La Cour de Cassation retient que les dispositions de ces deux conventions collectives : « ne sont pas de nature à garantir que l’amplitude et la charge de travail restent raisonnables et assurent une bonne répartition, dans le temps, du travail de l’intéressé ».

La cour considère que ces conventions ne permettent pas d’assurer la protection de la sécurité et de la santé du salarié.
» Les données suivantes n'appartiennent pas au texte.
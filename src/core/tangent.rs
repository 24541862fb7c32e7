//! # 切线动画状态
//!
//! 用户提交新的切点后，切线的支点从目标点外侧 `start_offset` 处出发，
//! 每个 tick 移动 `step`，到达目标点后停止。
//!
//! 斜率和截距在设置目标时按目标点计算一次，动画期间只有支点在滑动，
//! 因此画面上是一条平移的切线，而不是逐点重新求切线。

use super::function::CurveFunction;

#[derive(Debug, Clone, Copy, PartialEq)]
pub struct TangentAnimation {
    /// 用户最后提交的切点
    pub target_point: f64,
    /// 当前渲染的支点（向 target_point 插值）
    pub current_point: f64,
    pub f_at_target: f64,
    pub f_prime_at_target: f64,
    pub animating: bool,
    step: f64,
    start_offset: f64,
}

impl TangentAnimation {
    pub fn new(function: &dyn CurveFunction, step: f64, start_offset: f64) -> Self {
        Self {
            target_point: 0.0,
            current_point: 0.0,
            f_at_target: function.evaluate(0.0),
            f_prime_at_target: function.derivative(0.0),
            animating: false,
            step,
            start_offset,
        }
    }

    /// 设置新的切点并启动动画，进行中的动画直接丢弃。
    pub fn retarget(&mut self, x: f64, function: &dyn CurveFunction) {
        self.animating = false;
        self.target_point = x;

        // 两个分支在 x == 0 时都会命中，后者生效：current = 0 + offset
        if self.target_point <= 0.0 {
            self.current_point = self.target_point - self.start_offset;
        }
        if self.target_point >= 0.0 {
            self.current_point = self.target_point + self.start_offset;
        }

        self.f_at_target = function.evaluate(self.target_point);
        self.f_prime_at_target = function.derivative(self.target_point);
        self.animating = true;
    }

    /// 推进一步动画。不在动画中时不修改任何状态并返回 false。
    pub fn tick(&mut self) -> bool {
        if !self.animating {
            return false;
        }

        let before = self.current_point;
        if self.current_point > self.target_point {
            self.current_point -= self.step;
            // 大数值处步长小于浮点间距时不会再前进
            if self.current_point <= self.target_point || self.current_point == before {
                self.finish();
            }
        } else if self.current_point < self.target_point {
            self.current_point += self.step;
            if self.current_point >= self.target_point || self.current_point == before {
                self.finish();
            }
        } else {
            self.animating = false;
        }
        true
    }

    fn finish(&mut self) {
        self.current_point = self.target_point;
        self.animating = false;
    }

    /// 以当前支点为基准的切线值
    pub fn tangent_y(&self, x: f64) -> f64 {
        self.f_at_target + self.f_prime_at_target * (x - self.current_point)
    }

    /// 目标点处切线 y = m·x + b 的斜率 m
    pub fn slope(&self) -> f64 {
        self.f_prime_at_target
    }

    /// 目标点处切线 y = m·x + b 的截距 b
    pub fn intercept(&self) -> f64 {
        self.f_at_target - self.f_prime_at_target * self.target_point
    }
}
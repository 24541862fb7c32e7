pub mod app;
pub mod canvas_view;
pub mod control_panel;
pub mod input;
pub mod status_bar;
pub mod theme;
//! # 视图 / 动画控制器
//!
//! 独占视图变换与切线动画状态。所有修改都在 UI 线程上按事件顺序发生，
//! 每次修改都会置位重绘标记；渲染端只通过 [`PlotController::snapshot`]
//! 读取按值复制的状态。

use crate::config::plot::PlotConfig;
use crate::rendering::viewport::{ViewTransform, ZoomLimits};

use super::function::{CurveFunction, Parabola};
use super::tangent::TangentAnimation;

/// 某一帧渲染所需的全部状态
#[derive(Debug, Clone, Copy, PartialEq)]
pub struct PlotSnapshot {
    pub view: ViewTransform,
    pub tangent: TangentAnimation,
}

pub struct PlotController {
    view: ViewTransform,
    limits: ZoomLimits,
    tangent: TangentAnimation,
    function: Box<dyn CurveFunction>,
    needs_redraw: bool,
}

impl PlotController {
    pub fn new(config: &PlotConfig) -> Self {
        Self::with_function(config, Box::new(Parabola))
    }

    pub fn with_function(config: &PlotConfig, function: Box<dyn CurveFunction>) -> Self {
        let tangent =
            TangentAnimation::new(function.as_ref(), config.animation_step, config.start_offset);
        Self {
            view: ViewTransform::new(config.initial_scale),
            limits: ZoomLimits::from_config(config),
            tangent,
            function,
            needs_redraw: true,
        }
    }

    pub fn set_tangent_point(&mut self, x: f64) {
        if self.tangent.animating {
            log::debug!("取消进行中的动画 (target = {})", self.tangent.target_point);
        }
        self.tangent.retarget(x, self.function.as_ref());
        log::debug!(
            "切点 = {x}, 起点 = {}, f = {}, f' = {}",
            self.tangent.current_point,
            self.tangent.f_at_target,
            self.tangent.f_prime_at_target
        );
        self.needs_redraw = true;
    }

    /// 由外部时钟按固定周期调用。返回调用后是否仍在动画中。
    pub fn tick(&mut self) -> bool {
        if self.tangent.tick() {
            self.needs_redraw = true;
            if !self.tangent.animating {
                log::info!("切线动画结束于 x = {}", self.tangent.target_point);
            }
        }
        self.tangent.animating
    }

    pub fn zoom_in(&mut self) {
        self.view.zoom_in(&self.limits);
        log::debug!("zoom in → scale = {:.3}", self.view.scale);
        self.needs_redraw = true;
    }

    pub fn zoom_out(&mut self) {
        self.view.zoom_out(&self.limits);
        log::debug!("zoom out → scale = {:.3}", self.view.scale);
        self.needs_redraw = true;
    }

    pub fn pan(&mut self, dx_px: f64, dy_px: f64) {
        self.view.pan(dx_px, dy_px);
        self.needs_redraw = true;
    }

    pub fn reset_view(&mut self) {
        self.view.reset(&self.limits);
        log::debug!("视图已重置");
        self.needs_redraw = true;
    }

    pub fn is_animating(&self) -> bool {
        self.tangent.animating
    }

    pub fn function(&self) -> &dyn CurveFunction {
        self.function.as_ref()
    }

    pub fn snapshot(&self) -> PlotSnapshot {
        PlotSnapshot {
            view: self.view,
            tangent: self.tangent,
        }
    }

    /// 读取并清除重绘标记
    pub fn take_redraw(&mut self) -> bool {
        std::mem::take(&mut self.needs_redraw)
    }
}
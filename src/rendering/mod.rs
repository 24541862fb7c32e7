pub mod plot;
pub mod viewport;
Ce qu’il faut retenir de ces arrêts :
Les conventions de forfait jours conclues sur la base d’accords collectifs incomplets ne seront plus frappées de nullité ni privées d’effet si l’employeur a mis en place les mesures supplétives suivantes prévues à l’article L. 3121-65 du Code du travail :

  1. L’employeur établit un document de contrôle faisant apparaître le nombre et la date des journées ou demi-journées travaillées. Sous la responsabilité de l’employeur, ce document peut être renseigné par le salarié.
  2. L’employeur s’assure que la charge de travail du salarié est compatible avec le respect des temps de repos quotidiens et hebdomadaires.
  3. L’employeur organise une fois par an un entretien avec le salarié pour évoquer sa charge de travail, qui doit être raisonnable, l’organisation de son travail, l’articulation entre son activité professionnelle et sa vie personnelle ainsi que sa rémunération.